Il divieto di vendita ai minorenni
Il decreto Balduzzi approvato lo scorso 5 settembre, in attesa di essere convertito in legge, ha introdotto il divieto di vendita delle sigarette ai minori di 18 anni, innalzando il limite dei 16 anni previsto dall'art. 25 del regio decreto 1934. L'effetto deterrente più che dalla sanzione principale (la multa va da 250 a mille euro) sembra essere dato, in caso di recidiva, dalla sospensione della licenza per tre mesi in capo all'esercente. Chi ha un distributore automatico dovrà entro 12 mesi munirlo di un'idonea apparecchiatura per rilevare l'età anagrafica dell'acquirente. Su internet la maggior parte dei siti sono corsi ai ripari. Per comprare sigarette online è necessaria la carta di credito che presuppone la maggiore età dell'acquirente. Spetterà semmai ai genitori l'obbligo di vigilanza. E' vietato però comprare tabacco che provenga da soggetti non autorizzati. Si rischia di dover pagare una sanzione amministrativa all'Aams (Amministrazione autonoma dei Monopoli di Stato) e nell'ipotesi peggiore un'accusa per contrabbando.

La pubblicità al tabacco.
La normativa in materia di pubblicità delle sigarette è, almeno a prima vista, molto chiara. La legge 165 del 1962 ha vietato in Italia la pubblicità di qualsiasi prodotto da fumo, sanzionando i trasgressori con una multa fino a 50 milioni di lire.

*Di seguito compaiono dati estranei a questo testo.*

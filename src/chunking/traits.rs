//! Chunker trait definition.
//!
//! The seam between callers and chunking strategies. Strategies are total:
//! any input produces a (possibly empty) chunk list, never an error.

use crate::core::Chunk;

/// Trait for chunking a document into scored, retrieval-ready chunks.
///
/// Implementations must be `Send + Sync` so that batches of documents can
/// be chunked concurrently, and must be deterministic: the same input
/// always yields the same chunks.
///
/// # Examples
///
/// ```
/// use smartchunk::chunking::{Chunker, SmartChunker};
///
/// let chunker = SmartChunker::new();
/// let text = "회원 가입은 홈페이지에서 할 수 있습니다. 이메일 인증이 필요합니다.";
/// let chunks = chunker.chunk(text);
/// assert_eq!(chunks.len(), 1);
/// assert_eq!(chunks[0].index, 0);
/// ```
pub trait Chunker: Send + Sync {
    /// Chunks `text`. Indices of the returned chunks are dense from 0.
    fn chunk(&self, text: &str) -> Vec<Chunk>;

    /// Returns the name of the chunking strategy.
    fn name(&self) -> &'static str;

    /// Returns whether this chunker processes work in parallel.
    fn supports_parallel(&self) -> bool {
        false
    }

    /// Returns a description of the chunking strategy.
    fn description(&self) -> &'static str {
        "No description available"
    }
}
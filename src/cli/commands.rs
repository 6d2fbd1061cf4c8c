//! CLI command implementations.
//!
//! Contains the business logic for each CLI command.

use crate::analysis::{
    analyze_structure, classify_document_type, count_qa_pairs, detect_language, sentence_bodies,
};
use crate::chunking::{ChunkingOptions, ParallelChunker, SmartChunker, summarize};
use crate::cli::output::{
    ChunkedDocument, DocumentAnalysis, OutputFormat, format_analysis, format_chunked,
    format_readability,
};
use crate::cli::parser::{Cli, Commands};
use crate::error::{CommandError, Error, Result};
use crate::io::reader::STDIN_PATH;
use crate::io::unicode::char_len;
use crate::io::{DocumentFile, read_input};
use crate::scoring::calculate_readability_score;
use std::path::{Path, PathBuf};
use tracing::{debug, info};

/// Executes the CLI command.
///
/// # Arguments
///
/// * `cli` - Parsed CLI arguments.
///
/// # Returns
///
/// Result with output string on success.
///
/// # Errors
///
/// Returns an error if an input cannot be read, the options file is
/// invalid, or the arguments are inconsistent.
pub fn execute(cli: &Cli) -> Result<String> {
    let format = OutputFormat::from_name(&cli.format).ok_or_else(|| {
        CommandError::UnknownFormat(cli.format.clone())
    })?;

    match &cli.command {
        Commands::Chunk { inputs, config, .. } => {
            let options = load_options(config.as_deref())?.merge(cli.command.chunking_overrides());
            cmd_chunk(inputs, options, format)
        }
        Commands::Analyze { input } => cmd_analyze(input, format),
        Commands::Readability { input } => cmd_readability(input, format),
    }
}

/// Reads chunking options from a JSON file, or defaults without one.
fn load_options(path: Option<&Path>) -> Result<ChunkingOptions> {
    let Some(path) = path else {
        return Ok(ChunkingOptions::default());
    };
    let json = DocumentFile::open(path)?.read_text()?;
    let options = ChunkingOptions::from_json(&json).map_err(|e| Error::Config {
        message: format!("{}: {e}", path.display()),
    })?;
    debug!(path = %path.display(), ?options, "loaded options file");
    Ok(options)
}

fn cmd_chunk(inputs: &[PathBuf], options: ChunkingOptions, format: OutputFormat) -> Result<String> {
    if inputs.len() > 1 && inputs.iter().any(|p| is_stdin(p)) {
        return Err(CommandError::InvalidArgument(
            "stdin (-) cannot be combined with other inputs".to_string(),
        )
        .into());
    }

    let texts = inputs.iter().map(read_input).collect::<Result<Vec<_>>>()?;
    let chunker = ParallelChunker::new(SmartChunker::with_options(options));
    let results = chunker.chunk_batch(&texts);

    let documents: Vec<ChunkedDocument> = inputs
        .iter()
        .zip(&texts)
        .zip(results)
        .map(|((path, text), chunks)| ChunkedDocument {
            source: path.display().to_string(),
            report: summarize(text, &chunks),
            chunks,
        })
        .collect();

    info!(
        documents = documents.len(),
        chunks = documents.iter().map(|d| d.chunks.len()).sum::<usize>(),
        "chunked"
    );
    Ok(format_chunked(&documents, format))
}

fn cmd_analyze(input: &Path, format: OutputFormat) -> Result<String> {
    let text = read_input(input)?;
    let analysis = DocumentAnalysis {
        source: input.display().to_string(),
        chars: char_len(&text),
        language: detect_language(&text),
        document_type: classify_document_type(&text),
        structure: analyze_structure(&text),
        qa_pairs: count_qa_pairs(&text),
        sentence_count: sentence_bodies(&text).len(),
    };
    Ok(format_analysis(&analysis, format))
}

fn cmd_readability(input: &Path, format: OutputFormat) -> Result<String> {
    let text = read_input(input)?;
    let score = calculate_readability_score(&text);
    Ok(format_readability(
        &input.display().to_string(),
        score,
        format,
    ))
}

fn is_stdin(path: &Path) -> bool {
    path.as_os_str() == STDIN_PATH
}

Eppure nei fatti il sistema è molto più complesso.
I film degli anni '80 e il Gran Premio di Formula Uno ci hanno abituati ad apparizioni più o meno fugaci di noti marchi di aziende leader nella produzione dei tabacchi. Eppure dal 1962 in Italia la pubblicità delle sigarette è illegale. La battaglia si è giocata più volte nelle aule dei Tribunali. Se con riferimento al cosiddetto product placement nei film il Consiglio di Stato si è pronunciato più volte per sanzionarne la diffusione, quanto alle competizioni mondiali sportive è dovuto intervenire il parlamento europeo vietando a partire dal 31 luglio 2005 le sponsorizzazioni di manifestazioni pubbliche, gare sportive, concerti a diffusione internazionale (direttiva 2003/33/CE). Resta lecita però la pubblicità indiretta che usa il nome di una marca di tabacco per promuovere altri prodotti. Risultato? I margini di promozione delle case produttrici si restringono ma resistono. È possibile, ad esempio, farsi pubblicità in Paesi in cui non vige il divieto (i loghi saranno poi oscurati durante la diffusione in Italia), oppure usare nomi e richiami indiretti riferibili al marchio. Resta lecita, per ora, anche la pubblicità su siti internet registrati in alcuni Stati extra Ue. Ma la stretta contro il tabagismo si sta allargando anche a molti Paesi terzi.

Come aggirare i divieti
L'arrivo del decreto Balduzzi non ha spaventato le case produttrici, ma anzi ne ha aguzzato l'ingegno. A Milano, proprio il giorno dopo la sua approvazione, una grossa casa produttrice ha precettato le sue hostess, durante la notte della moda, per chiedere ai giovani assiepati nei locali della movida notturna quale marca di sigarette fumassero. Laddove si trattasse di un prodotto concorrente, le giovani promotrici erano pronte a sostituire il vecchio pacchetto con quello "giusto", accompagnando il regalo col gesto del pollice rivolto verso l'alto. Nessuno, in quel caso, ha chiesto la carta di identità. La restituzione del pacchetto servirebbe alle aziende per dimostrare che in realtà non si tratta di una vera e propria forma di pubblicità, ma di un'informativa rivolta a soggetti già fumatori. Gli altri, forse, avrebbero qualcosa da ridire.